TASK PROMPT >> Below are several entries. Transcribe exactly those lines that fall from the one with "Fetches one row" through the one with "let next_cursor = if", end lines included.

Saved entries:
- - - -
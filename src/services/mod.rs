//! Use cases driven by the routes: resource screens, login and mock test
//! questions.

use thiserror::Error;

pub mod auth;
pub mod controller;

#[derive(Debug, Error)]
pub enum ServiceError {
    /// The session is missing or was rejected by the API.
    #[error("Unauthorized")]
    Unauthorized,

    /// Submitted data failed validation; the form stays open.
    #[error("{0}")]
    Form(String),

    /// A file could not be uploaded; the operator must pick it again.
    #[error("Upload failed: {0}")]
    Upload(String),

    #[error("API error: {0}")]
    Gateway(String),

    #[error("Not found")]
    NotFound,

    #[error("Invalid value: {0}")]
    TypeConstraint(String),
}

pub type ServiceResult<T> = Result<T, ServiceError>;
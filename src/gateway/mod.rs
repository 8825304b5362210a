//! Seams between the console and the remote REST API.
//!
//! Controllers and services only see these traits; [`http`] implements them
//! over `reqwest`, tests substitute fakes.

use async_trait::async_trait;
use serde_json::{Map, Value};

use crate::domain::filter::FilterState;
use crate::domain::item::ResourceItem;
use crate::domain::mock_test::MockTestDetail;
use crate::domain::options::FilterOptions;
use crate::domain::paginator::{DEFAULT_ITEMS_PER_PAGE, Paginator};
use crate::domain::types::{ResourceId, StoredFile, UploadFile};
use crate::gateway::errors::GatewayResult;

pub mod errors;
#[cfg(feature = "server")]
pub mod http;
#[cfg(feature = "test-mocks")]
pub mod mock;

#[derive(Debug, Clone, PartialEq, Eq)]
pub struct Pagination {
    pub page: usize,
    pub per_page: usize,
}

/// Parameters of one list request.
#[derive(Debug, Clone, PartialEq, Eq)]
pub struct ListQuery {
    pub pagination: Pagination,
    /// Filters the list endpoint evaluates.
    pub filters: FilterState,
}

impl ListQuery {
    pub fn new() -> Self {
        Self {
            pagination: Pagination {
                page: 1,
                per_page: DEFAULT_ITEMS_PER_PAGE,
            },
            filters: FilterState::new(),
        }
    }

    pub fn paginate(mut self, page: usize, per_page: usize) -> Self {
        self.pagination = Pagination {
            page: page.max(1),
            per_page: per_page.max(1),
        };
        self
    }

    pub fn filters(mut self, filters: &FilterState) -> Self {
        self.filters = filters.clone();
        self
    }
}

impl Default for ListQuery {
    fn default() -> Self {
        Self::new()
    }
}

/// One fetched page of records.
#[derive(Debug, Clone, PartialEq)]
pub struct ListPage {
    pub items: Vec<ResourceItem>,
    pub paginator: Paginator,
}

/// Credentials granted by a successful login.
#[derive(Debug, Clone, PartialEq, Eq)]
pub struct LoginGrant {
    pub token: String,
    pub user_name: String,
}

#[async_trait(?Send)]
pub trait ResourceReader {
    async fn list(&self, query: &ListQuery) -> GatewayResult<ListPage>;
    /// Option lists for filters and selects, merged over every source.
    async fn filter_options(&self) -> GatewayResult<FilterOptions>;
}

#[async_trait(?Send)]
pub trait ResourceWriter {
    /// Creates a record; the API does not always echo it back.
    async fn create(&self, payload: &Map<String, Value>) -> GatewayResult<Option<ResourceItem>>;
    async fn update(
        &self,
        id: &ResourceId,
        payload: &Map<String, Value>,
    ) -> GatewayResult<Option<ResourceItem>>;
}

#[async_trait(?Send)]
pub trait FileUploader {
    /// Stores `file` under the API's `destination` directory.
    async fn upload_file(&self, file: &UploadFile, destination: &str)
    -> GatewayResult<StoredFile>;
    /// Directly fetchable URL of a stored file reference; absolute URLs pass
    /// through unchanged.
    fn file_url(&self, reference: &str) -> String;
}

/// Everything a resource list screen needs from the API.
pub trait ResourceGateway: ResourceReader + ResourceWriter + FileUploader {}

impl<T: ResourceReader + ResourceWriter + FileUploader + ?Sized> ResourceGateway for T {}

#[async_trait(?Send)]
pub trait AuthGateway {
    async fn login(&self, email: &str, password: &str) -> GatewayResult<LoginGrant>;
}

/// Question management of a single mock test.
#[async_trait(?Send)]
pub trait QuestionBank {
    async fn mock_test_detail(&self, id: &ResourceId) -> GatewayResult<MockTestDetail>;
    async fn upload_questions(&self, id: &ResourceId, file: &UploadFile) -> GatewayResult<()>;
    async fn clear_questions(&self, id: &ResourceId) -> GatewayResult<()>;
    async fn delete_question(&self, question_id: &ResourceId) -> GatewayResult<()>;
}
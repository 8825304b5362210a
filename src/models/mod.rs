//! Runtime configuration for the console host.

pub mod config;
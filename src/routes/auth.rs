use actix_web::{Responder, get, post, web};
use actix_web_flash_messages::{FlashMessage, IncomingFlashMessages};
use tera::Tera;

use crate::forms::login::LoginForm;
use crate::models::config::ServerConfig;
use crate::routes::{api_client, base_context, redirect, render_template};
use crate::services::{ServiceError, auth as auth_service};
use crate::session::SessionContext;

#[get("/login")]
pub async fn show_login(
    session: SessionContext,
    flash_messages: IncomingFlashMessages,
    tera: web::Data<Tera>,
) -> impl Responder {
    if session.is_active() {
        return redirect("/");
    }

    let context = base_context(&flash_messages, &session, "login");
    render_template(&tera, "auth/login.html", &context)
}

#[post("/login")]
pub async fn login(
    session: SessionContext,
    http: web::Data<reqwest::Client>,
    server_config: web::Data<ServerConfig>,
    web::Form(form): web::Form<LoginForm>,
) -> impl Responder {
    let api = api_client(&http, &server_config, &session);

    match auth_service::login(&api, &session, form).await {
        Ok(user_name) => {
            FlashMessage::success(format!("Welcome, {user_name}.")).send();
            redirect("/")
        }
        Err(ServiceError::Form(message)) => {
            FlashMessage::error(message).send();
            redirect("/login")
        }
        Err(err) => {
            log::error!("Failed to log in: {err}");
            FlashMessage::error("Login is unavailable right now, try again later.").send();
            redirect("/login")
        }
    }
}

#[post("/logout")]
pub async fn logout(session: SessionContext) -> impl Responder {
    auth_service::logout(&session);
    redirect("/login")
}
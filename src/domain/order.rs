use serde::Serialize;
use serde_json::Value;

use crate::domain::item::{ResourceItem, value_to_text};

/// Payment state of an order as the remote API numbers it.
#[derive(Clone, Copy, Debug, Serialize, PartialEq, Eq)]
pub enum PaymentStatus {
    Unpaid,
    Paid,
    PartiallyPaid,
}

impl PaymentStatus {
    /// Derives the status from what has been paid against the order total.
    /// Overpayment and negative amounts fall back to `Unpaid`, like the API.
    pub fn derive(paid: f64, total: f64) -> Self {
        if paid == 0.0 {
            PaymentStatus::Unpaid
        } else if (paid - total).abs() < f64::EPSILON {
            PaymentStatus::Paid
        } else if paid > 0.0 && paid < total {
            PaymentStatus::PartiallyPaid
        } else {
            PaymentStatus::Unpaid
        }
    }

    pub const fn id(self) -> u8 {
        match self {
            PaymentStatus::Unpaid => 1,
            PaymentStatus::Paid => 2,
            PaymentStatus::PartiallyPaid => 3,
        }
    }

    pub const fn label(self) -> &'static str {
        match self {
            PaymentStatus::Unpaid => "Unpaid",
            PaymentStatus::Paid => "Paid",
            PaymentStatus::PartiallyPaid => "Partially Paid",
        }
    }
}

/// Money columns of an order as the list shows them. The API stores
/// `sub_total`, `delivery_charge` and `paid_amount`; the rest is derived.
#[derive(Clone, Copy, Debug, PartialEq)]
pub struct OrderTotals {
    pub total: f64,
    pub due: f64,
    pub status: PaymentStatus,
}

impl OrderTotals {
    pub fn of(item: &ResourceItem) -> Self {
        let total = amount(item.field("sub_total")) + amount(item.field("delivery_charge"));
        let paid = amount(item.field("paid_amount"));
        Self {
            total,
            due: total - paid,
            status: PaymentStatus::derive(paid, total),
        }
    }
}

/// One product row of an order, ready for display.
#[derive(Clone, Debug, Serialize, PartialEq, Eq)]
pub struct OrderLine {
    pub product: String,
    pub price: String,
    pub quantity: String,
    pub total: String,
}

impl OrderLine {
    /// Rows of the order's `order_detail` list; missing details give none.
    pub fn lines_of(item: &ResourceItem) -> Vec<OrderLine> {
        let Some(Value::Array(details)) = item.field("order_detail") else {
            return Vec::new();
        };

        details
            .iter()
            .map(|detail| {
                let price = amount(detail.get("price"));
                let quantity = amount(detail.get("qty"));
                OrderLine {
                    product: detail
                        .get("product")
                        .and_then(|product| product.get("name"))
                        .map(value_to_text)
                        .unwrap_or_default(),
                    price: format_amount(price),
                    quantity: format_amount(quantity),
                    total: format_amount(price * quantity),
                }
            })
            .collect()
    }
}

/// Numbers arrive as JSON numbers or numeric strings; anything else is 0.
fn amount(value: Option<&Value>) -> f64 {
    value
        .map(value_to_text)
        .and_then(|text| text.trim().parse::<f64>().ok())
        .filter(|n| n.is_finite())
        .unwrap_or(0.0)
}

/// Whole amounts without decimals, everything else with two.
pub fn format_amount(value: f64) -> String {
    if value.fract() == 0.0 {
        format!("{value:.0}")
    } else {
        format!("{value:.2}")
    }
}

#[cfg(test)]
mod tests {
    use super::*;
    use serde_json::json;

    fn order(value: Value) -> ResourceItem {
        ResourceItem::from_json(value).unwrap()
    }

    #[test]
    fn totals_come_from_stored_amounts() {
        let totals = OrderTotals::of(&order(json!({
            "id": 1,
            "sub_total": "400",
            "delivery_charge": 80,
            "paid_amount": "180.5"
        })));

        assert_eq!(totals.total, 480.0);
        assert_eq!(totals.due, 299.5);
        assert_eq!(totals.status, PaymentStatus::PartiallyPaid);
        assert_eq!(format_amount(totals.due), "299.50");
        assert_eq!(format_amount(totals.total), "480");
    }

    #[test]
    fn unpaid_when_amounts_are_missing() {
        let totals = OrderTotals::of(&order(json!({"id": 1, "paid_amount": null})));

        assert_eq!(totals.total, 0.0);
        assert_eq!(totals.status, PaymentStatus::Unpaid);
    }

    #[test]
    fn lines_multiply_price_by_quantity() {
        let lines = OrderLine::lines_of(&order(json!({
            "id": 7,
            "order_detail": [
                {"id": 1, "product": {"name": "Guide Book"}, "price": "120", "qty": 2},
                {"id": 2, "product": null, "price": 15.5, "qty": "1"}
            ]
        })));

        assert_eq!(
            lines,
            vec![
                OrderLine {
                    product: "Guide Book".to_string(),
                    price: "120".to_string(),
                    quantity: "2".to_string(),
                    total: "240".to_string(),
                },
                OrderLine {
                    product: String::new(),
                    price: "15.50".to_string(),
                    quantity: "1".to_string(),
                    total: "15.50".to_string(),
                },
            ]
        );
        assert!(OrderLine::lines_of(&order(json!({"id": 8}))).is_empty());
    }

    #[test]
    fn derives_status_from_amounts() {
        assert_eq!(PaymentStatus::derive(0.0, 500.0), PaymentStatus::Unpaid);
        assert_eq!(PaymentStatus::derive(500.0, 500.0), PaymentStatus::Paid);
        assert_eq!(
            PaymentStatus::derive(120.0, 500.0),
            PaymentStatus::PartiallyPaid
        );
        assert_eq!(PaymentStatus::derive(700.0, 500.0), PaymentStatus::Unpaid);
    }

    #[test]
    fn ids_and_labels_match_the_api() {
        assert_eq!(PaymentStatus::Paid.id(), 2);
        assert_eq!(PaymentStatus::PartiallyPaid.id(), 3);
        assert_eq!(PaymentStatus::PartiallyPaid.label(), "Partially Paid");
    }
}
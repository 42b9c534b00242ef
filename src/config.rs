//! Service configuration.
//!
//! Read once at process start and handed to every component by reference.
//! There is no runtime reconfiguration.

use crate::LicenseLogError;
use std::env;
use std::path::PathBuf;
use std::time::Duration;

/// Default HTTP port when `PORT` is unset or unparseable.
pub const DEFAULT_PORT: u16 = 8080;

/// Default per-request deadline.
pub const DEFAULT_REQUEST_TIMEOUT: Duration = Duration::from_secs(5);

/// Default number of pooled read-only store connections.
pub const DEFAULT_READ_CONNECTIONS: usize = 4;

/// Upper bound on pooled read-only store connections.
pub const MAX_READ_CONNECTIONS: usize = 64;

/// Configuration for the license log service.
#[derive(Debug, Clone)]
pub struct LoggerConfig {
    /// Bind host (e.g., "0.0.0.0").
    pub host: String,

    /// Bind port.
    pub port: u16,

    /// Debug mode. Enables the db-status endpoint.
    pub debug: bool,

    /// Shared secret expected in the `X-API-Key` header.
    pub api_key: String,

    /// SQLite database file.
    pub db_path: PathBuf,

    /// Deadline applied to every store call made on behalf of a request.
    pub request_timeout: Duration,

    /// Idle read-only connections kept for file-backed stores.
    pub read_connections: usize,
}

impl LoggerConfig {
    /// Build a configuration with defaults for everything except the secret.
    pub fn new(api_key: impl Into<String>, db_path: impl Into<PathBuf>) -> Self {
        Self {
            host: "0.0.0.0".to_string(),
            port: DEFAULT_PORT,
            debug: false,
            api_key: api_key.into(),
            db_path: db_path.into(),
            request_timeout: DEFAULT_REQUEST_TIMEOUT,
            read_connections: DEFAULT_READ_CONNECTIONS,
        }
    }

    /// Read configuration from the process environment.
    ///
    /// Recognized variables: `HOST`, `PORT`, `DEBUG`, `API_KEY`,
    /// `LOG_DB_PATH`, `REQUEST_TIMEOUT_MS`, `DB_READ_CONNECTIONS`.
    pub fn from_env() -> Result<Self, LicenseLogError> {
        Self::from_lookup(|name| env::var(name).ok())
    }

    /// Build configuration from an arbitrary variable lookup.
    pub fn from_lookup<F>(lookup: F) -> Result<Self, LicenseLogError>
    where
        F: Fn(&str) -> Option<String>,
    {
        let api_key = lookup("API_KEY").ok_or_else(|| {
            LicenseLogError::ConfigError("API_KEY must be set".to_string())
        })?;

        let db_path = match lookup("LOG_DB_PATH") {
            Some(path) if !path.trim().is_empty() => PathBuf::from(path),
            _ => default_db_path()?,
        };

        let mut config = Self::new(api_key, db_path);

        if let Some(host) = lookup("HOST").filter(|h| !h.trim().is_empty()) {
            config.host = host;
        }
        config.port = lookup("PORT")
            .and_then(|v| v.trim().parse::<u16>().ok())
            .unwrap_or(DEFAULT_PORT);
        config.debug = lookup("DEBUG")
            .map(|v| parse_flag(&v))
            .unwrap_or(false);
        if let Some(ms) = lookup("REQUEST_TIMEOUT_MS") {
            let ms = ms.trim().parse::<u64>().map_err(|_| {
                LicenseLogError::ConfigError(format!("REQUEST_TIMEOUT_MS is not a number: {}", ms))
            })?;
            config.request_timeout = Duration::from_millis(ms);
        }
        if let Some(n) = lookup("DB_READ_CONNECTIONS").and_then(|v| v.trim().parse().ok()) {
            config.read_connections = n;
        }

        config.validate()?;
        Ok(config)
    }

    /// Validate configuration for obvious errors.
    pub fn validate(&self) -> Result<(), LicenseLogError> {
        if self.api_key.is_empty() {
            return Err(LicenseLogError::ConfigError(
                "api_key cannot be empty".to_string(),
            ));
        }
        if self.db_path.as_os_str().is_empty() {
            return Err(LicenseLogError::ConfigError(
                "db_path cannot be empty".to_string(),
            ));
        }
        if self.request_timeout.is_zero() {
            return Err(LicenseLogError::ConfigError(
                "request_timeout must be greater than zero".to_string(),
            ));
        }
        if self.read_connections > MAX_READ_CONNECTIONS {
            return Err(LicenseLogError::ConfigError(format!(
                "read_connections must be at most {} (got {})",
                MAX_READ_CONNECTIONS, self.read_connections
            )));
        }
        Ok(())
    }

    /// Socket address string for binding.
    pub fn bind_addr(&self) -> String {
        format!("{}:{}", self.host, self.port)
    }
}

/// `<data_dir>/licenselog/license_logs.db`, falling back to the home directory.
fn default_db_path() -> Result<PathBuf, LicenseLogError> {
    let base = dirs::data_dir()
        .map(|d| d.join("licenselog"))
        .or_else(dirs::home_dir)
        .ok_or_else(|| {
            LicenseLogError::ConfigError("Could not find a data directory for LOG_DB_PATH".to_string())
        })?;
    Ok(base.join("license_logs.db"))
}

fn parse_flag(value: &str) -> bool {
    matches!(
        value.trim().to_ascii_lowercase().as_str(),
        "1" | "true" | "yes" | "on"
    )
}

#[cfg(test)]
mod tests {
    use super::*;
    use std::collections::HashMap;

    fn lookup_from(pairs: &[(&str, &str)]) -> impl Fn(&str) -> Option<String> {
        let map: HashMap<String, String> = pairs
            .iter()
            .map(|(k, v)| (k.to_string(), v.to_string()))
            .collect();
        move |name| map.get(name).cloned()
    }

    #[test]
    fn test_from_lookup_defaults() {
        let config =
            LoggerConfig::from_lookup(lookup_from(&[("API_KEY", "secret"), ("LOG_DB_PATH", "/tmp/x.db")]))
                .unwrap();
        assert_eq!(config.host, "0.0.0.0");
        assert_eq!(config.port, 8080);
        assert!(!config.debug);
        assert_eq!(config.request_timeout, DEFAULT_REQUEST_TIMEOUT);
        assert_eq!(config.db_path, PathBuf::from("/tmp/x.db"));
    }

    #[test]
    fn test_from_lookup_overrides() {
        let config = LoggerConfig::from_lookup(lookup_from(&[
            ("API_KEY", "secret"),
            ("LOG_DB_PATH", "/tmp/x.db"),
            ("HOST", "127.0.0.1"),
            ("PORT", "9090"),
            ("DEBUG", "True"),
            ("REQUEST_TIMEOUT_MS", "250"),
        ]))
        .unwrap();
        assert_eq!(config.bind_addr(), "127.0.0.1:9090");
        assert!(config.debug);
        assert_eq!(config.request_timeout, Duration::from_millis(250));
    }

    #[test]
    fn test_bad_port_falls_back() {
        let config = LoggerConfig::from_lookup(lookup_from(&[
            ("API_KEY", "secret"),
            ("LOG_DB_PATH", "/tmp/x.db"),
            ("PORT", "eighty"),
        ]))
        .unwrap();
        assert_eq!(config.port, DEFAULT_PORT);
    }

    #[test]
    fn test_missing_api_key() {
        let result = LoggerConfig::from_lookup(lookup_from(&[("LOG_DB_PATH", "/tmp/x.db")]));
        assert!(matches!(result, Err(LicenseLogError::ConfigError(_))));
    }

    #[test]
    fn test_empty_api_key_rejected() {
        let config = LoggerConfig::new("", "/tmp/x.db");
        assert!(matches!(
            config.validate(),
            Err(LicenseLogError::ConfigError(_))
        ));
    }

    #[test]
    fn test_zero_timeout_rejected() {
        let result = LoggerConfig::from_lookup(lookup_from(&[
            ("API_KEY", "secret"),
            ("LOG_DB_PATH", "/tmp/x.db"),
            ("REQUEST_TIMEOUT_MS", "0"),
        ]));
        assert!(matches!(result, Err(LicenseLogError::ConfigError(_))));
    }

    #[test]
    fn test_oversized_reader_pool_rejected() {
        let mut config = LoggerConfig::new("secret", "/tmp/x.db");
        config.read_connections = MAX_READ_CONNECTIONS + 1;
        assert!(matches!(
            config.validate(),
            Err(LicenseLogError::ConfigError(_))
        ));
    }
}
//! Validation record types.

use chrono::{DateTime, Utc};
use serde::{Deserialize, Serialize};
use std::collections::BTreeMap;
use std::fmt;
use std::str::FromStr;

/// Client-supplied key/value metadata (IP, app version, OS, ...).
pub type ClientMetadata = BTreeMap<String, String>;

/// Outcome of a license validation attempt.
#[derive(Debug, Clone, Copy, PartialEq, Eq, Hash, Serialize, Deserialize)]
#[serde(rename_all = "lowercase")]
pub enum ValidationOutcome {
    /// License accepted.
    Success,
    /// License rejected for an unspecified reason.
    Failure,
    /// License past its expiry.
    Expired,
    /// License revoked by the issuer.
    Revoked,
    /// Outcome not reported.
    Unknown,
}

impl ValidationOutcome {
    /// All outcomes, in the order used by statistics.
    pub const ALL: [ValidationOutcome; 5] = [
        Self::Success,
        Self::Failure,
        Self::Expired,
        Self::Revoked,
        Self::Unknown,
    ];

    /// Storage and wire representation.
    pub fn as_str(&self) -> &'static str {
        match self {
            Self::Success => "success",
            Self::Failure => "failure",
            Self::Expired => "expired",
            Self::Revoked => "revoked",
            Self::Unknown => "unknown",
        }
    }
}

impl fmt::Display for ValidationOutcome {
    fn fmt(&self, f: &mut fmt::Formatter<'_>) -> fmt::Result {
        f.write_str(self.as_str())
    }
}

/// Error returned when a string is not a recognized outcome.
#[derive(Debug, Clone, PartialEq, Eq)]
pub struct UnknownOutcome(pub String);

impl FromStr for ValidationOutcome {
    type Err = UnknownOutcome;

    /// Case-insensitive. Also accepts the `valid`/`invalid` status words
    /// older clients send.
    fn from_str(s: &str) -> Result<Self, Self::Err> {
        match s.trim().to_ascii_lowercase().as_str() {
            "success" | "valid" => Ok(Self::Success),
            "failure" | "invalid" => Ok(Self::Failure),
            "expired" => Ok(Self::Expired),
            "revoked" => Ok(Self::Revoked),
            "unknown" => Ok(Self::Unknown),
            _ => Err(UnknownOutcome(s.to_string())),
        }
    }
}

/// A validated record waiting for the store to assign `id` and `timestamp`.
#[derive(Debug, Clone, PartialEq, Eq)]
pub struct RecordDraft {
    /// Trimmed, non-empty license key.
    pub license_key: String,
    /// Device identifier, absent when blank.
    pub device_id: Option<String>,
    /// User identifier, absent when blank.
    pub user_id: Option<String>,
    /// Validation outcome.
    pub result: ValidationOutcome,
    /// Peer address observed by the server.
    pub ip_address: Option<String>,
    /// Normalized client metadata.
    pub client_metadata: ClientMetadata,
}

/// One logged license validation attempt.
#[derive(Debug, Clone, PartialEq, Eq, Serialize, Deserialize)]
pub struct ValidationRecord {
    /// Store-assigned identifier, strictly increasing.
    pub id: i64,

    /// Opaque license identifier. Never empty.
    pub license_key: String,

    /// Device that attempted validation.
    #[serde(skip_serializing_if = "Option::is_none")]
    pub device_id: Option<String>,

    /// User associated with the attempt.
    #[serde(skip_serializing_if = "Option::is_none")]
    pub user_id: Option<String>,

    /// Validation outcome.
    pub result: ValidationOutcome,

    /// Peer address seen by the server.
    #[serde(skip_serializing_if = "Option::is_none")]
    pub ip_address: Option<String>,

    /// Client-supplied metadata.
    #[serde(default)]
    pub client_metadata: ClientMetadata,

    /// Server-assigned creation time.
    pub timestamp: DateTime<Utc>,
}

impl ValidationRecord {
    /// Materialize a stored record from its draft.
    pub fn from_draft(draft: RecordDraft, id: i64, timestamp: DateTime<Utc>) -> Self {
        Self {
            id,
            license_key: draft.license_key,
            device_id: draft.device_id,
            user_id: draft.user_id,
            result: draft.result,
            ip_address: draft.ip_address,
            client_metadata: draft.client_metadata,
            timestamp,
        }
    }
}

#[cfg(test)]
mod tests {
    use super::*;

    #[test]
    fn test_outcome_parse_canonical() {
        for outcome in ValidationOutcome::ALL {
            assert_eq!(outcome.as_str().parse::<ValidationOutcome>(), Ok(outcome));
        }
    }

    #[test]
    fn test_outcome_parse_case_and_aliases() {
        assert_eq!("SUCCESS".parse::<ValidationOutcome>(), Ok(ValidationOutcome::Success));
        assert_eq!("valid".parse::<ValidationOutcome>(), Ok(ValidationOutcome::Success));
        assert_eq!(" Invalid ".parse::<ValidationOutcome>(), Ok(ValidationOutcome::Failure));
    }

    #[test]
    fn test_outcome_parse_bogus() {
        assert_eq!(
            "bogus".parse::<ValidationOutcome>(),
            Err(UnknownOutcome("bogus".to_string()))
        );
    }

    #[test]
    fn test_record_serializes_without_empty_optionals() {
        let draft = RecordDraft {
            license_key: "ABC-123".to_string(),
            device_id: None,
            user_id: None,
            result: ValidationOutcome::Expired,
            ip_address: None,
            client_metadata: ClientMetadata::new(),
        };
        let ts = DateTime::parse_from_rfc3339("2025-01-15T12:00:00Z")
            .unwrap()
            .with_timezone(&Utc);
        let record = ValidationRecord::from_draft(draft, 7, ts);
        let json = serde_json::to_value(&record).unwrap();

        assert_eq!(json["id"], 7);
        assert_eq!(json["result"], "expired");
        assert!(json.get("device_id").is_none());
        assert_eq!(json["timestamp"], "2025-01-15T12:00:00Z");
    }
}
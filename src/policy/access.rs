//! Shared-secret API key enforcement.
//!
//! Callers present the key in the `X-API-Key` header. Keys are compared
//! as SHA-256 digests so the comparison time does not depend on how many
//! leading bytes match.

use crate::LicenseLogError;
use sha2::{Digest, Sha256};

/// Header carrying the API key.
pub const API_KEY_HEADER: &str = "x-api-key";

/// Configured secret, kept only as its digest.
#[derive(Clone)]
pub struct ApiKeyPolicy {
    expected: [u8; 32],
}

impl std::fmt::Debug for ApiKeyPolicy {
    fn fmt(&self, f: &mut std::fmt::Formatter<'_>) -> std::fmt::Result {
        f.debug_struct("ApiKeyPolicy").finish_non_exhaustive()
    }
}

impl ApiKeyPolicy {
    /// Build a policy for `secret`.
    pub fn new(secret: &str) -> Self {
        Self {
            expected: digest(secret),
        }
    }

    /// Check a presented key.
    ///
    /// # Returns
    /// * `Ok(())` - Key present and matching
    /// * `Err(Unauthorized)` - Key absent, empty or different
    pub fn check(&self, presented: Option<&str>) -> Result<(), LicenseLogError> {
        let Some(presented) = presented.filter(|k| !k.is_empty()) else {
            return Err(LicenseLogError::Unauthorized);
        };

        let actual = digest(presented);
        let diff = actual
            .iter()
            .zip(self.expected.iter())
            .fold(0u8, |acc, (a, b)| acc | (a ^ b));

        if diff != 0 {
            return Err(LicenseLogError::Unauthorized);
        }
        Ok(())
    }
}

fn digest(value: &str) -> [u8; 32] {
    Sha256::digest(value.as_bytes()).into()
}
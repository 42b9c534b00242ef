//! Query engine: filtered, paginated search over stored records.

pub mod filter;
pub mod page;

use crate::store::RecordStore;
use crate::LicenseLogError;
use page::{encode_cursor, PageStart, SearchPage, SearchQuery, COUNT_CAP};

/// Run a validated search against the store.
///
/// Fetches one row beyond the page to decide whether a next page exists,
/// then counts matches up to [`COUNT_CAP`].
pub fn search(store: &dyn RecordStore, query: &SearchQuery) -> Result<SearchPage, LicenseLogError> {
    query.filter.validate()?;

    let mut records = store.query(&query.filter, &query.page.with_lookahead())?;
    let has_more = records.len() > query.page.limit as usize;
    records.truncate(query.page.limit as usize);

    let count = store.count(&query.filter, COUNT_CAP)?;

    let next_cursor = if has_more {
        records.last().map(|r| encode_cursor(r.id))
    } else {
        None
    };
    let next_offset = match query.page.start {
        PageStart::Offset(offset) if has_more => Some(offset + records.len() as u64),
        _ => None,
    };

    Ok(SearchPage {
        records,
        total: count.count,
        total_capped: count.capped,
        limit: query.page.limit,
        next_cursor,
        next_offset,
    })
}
- - - -
YOUR RESPONSE >>
/// Fetches one row beyond the page to decide whether a next page exists,
/// then counts matches up to [`COUNT_CAP`].
pub fn search(store: &dyn RecordStore, query: &SearchQuery) -> Result<SearchPage, LicenseLogError> {
    query.filter.validate()?;

    let mut records = store.query(&query.filter, &query.page.with_lookahead())?;
    let has_more = records.len() > query.page.limit as usize;
    records.truncate(query.page.limit as usize);

    let count = store.count(&query.filter, COUNT_CAP)?;

    let next_cursor = if has_more {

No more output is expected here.